The word "struct" marks the lines to find; copy every such line from the data below.

[Stored items]
---

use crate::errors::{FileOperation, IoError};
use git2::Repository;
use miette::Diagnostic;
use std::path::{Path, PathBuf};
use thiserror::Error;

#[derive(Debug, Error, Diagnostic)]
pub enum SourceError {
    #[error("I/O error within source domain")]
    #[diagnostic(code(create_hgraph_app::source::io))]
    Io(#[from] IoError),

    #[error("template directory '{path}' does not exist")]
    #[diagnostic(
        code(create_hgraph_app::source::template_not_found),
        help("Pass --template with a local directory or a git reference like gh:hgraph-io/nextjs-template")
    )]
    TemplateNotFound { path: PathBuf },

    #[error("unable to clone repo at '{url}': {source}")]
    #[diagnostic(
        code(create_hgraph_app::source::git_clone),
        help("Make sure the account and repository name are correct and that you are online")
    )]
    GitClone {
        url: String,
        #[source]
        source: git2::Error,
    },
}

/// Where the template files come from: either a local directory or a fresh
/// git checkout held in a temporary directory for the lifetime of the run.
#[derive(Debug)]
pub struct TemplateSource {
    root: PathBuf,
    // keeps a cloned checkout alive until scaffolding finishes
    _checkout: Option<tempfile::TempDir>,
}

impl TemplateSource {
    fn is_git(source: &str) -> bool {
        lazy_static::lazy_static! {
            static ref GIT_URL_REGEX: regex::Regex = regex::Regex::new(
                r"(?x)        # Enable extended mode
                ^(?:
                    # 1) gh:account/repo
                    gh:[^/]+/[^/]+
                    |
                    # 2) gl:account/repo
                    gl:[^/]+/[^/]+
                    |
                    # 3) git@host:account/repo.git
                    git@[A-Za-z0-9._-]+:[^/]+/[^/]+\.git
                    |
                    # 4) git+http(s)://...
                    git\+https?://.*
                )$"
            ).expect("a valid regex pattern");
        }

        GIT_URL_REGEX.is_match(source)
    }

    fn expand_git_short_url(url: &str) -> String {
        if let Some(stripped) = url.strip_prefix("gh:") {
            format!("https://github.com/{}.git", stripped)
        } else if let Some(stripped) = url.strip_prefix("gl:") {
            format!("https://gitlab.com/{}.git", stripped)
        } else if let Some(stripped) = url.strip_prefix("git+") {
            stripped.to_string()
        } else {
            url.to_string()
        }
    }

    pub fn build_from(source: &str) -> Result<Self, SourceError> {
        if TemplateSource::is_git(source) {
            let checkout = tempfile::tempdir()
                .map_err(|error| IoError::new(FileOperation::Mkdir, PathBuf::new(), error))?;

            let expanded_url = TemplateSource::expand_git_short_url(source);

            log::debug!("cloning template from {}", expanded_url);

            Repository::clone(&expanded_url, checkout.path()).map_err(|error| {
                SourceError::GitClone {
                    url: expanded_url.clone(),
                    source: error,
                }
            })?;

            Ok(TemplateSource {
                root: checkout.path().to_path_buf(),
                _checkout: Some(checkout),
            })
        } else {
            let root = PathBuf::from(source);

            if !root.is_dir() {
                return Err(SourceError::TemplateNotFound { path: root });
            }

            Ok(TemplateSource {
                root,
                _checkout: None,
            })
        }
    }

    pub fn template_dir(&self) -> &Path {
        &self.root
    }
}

---

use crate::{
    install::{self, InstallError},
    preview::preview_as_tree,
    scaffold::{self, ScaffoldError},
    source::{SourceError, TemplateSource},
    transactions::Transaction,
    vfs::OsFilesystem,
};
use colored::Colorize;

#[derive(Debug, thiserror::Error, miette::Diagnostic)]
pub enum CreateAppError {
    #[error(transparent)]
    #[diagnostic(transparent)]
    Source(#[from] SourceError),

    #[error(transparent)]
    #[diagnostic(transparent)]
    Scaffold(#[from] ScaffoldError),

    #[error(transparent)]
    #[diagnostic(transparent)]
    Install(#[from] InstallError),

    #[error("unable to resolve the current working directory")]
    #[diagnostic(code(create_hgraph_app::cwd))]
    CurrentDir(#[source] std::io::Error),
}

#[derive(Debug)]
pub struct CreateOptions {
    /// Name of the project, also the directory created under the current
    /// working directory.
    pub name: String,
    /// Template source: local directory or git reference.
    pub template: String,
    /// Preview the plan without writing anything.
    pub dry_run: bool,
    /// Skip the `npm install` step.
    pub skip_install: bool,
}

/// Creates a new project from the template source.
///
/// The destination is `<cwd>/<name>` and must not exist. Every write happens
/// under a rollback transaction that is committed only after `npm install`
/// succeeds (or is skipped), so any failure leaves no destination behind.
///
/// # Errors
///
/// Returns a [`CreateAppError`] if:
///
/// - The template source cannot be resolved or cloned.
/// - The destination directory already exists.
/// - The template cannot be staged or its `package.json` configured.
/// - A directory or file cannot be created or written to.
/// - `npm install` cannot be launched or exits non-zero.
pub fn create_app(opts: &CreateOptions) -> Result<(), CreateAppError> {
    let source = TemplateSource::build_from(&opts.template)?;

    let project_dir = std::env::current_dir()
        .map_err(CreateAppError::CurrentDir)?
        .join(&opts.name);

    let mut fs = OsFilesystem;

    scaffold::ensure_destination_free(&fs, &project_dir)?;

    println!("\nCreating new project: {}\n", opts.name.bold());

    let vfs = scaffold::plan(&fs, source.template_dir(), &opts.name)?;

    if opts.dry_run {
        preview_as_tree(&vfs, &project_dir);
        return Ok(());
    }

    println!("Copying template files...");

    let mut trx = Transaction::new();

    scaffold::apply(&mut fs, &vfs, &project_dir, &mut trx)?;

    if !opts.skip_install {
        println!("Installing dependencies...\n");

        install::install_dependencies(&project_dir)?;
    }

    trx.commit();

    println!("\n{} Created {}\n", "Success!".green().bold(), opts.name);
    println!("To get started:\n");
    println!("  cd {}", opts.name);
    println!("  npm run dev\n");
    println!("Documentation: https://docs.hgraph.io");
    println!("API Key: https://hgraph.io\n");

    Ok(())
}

---

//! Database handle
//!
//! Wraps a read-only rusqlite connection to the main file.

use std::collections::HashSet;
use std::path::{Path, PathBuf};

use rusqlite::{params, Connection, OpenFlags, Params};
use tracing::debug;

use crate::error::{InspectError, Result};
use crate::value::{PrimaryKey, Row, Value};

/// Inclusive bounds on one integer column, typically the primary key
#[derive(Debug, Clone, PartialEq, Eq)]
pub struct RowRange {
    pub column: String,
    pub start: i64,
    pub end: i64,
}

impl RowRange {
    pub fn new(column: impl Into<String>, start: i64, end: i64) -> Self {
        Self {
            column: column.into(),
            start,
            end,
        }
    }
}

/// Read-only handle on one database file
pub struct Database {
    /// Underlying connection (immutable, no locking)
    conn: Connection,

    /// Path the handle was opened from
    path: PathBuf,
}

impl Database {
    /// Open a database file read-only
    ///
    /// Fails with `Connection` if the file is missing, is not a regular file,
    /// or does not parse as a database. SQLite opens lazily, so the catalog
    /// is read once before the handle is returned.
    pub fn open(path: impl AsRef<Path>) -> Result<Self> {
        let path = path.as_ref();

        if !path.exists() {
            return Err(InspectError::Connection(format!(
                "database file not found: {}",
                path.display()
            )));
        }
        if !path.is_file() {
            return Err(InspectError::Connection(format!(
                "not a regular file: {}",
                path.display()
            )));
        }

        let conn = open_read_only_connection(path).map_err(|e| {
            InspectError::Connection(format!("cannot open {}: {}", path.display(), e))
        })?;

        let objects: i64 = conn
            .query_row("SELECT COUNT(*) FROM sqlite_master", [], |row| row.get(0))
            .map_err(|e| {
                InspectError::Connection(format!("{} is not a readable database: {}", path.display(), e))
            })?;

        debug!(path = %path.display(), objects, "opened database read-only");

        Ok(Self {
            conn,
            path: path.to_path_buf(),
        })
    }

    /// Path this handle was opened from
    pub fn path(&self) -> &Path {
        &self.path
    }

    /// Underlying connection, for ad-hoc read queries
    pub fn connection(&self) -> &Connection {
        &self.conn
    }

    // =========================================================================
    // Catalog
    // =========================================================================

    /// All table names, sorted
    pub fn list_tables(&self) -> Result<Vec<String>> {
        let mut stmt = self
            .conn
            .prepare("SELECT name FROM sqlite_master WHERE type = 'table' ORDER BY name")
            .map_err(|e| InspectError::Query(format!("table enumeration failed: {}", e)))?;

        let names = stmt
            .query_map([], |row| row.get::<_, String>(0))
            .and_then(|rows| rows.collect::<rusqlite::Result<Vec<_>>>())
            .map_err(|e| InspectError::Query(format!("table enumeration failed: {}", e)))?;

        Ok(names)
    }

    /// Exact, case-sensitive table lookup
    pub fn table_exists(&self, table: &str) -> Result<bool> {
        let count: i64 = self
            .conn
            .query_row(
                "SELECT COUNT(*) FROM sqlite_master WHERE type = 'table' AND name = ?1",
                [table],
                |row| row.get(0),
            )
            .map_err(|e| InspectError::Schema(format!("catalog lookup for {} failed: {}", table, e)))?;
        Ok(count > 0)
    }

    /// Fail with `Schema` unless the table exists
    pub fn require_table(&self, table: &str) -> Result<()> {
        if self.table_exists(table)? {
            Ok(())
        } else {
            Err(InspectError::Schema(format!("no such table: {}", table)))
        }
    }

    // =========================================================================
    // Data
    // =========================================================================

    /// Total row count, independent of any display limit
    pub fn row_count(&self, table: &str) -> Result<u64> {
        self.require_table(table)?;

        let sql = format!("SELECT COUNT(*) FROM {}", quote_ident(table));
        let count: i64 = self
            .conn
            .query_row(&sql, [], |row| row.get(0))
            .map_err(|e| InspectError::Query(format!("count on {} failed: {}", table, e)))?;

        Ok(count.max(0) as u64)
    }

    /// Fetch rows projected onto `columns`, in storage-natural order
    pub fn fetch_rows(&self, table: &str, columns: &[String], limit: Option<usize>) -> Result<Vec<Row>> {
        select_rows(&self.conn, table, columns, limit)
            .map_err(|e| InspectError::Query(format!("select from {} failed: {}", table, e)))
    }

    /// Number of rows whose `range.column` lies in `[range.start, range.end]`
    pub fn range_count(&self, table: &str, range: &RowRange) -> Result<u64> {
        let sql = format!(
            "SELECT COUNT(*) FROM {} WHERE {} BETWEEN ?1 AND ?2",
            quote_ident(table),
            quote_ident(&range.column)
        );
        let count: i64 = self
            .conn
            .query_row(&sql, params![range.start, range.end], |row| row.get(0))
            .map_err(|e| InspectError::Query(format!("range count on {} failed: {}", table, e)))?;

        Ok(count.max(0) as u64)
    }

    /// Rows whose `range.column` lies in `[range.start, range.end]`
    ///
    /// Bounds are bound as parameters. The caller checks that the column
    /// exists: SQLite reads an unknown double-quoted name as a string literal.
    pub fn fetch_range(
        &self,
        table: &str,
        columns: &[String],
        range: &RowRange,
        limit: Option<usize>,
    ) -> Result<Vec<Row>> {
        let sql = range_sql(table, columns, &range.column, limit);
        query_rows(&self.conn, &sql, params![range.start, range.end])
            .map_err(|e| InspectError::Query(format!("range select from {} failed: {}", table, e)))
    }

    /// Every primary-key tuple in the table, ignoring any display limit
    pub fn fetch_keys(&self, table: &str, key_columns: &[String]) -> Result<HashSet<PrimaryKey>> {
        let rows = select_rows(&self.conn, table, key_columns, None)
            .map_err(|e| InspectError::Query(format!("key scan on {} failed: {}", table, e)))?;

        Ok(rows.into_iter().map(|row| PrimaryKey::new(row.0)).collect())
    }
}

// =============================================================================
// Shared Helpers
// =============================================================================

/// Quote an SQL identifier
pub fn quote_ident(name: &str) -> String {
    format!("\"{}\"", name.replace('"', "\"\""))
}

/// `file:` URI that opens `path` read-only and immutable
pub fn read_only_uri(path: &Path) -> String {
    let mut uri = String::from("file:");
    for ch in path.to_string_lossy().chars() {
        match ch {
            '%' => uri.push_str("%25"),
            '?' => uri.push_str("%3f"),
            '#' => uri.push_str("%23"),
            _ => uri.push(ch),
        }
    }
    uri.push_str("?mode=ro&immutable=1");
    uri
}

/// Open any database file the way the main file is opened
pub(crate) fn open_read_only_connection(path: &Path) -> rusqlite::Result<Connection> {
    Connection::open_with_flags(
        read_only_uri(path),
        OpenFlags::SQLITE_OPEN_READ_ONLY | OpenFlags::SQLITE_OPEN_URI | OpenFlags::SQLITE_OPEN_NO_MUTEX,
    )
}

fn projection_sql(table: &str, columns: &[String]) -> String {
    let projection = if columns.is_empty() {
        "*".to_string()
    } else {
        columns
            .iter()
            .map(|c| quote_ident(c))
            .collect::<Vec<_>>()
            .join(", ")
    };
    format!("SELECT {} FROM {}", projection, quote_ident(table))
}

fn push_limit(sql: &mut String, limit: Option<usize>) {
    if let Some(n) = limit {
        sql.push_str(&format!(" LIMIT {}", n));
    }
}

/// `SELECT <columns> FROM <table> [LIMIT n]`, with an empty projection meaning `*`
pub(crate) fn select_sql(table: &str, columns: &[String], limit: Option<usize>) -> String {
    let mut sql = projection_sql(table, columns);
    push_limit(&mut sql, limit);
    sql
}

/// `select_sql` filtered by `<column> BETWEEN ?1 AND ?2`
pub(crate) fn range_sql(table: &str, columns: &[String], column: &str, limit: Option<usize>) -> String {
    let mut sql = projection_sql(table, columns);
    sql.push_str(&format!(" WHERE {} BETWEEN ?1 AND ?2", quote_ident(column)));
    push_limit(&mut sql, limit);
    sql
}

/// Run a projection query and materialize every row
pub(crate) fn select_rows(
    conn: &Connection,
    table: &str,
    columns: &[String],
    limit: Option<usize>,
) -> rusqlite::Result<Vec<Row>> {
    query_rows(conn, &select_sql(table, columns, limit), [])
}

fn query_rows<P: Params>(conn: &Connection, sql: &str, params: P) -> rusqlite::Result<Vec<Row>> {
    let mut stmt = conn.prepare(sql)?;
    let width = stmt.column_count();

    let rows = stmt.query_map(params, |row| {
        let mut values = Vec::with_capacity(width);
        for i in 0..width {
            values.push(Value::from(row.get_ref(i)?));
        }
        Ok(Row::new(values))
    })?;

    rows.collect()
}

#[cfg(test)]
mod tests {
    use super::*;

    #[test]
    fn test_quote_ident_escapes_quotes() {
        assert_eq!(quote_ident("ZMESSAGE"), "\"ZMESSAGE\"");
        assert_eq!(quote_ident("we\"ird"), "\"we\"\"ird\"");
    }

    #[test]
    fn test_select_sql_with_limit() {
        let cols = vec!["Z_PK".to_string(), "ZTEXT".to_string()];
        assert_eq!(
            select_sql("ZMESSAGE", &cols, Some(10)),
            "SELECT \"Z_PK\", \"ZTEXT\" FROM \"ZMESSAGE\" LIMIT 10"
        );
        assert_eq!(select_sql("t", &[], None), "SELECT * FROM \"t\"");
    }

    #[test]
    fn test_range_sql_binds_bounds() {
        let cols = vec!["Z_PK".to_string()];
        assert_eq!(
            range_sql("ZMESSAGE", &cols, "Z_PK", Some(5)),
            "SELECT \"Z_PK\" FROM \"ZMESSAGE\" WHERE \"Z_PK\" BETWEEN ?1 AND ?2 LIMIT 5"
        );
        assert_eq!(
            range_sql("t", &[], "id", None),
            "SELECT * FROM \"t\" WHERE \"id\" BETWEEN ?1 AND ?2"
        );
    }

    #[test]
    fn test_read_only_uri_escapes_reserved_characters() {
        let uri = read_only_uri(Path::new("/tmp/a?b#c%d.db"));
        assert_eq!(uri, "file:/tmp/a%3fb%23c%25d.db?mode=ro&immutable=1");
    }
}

---

[Response below]:
pub struct TemplateSource {
pub struct CreateOptions {
pub struct RowRange {
pub struct Database {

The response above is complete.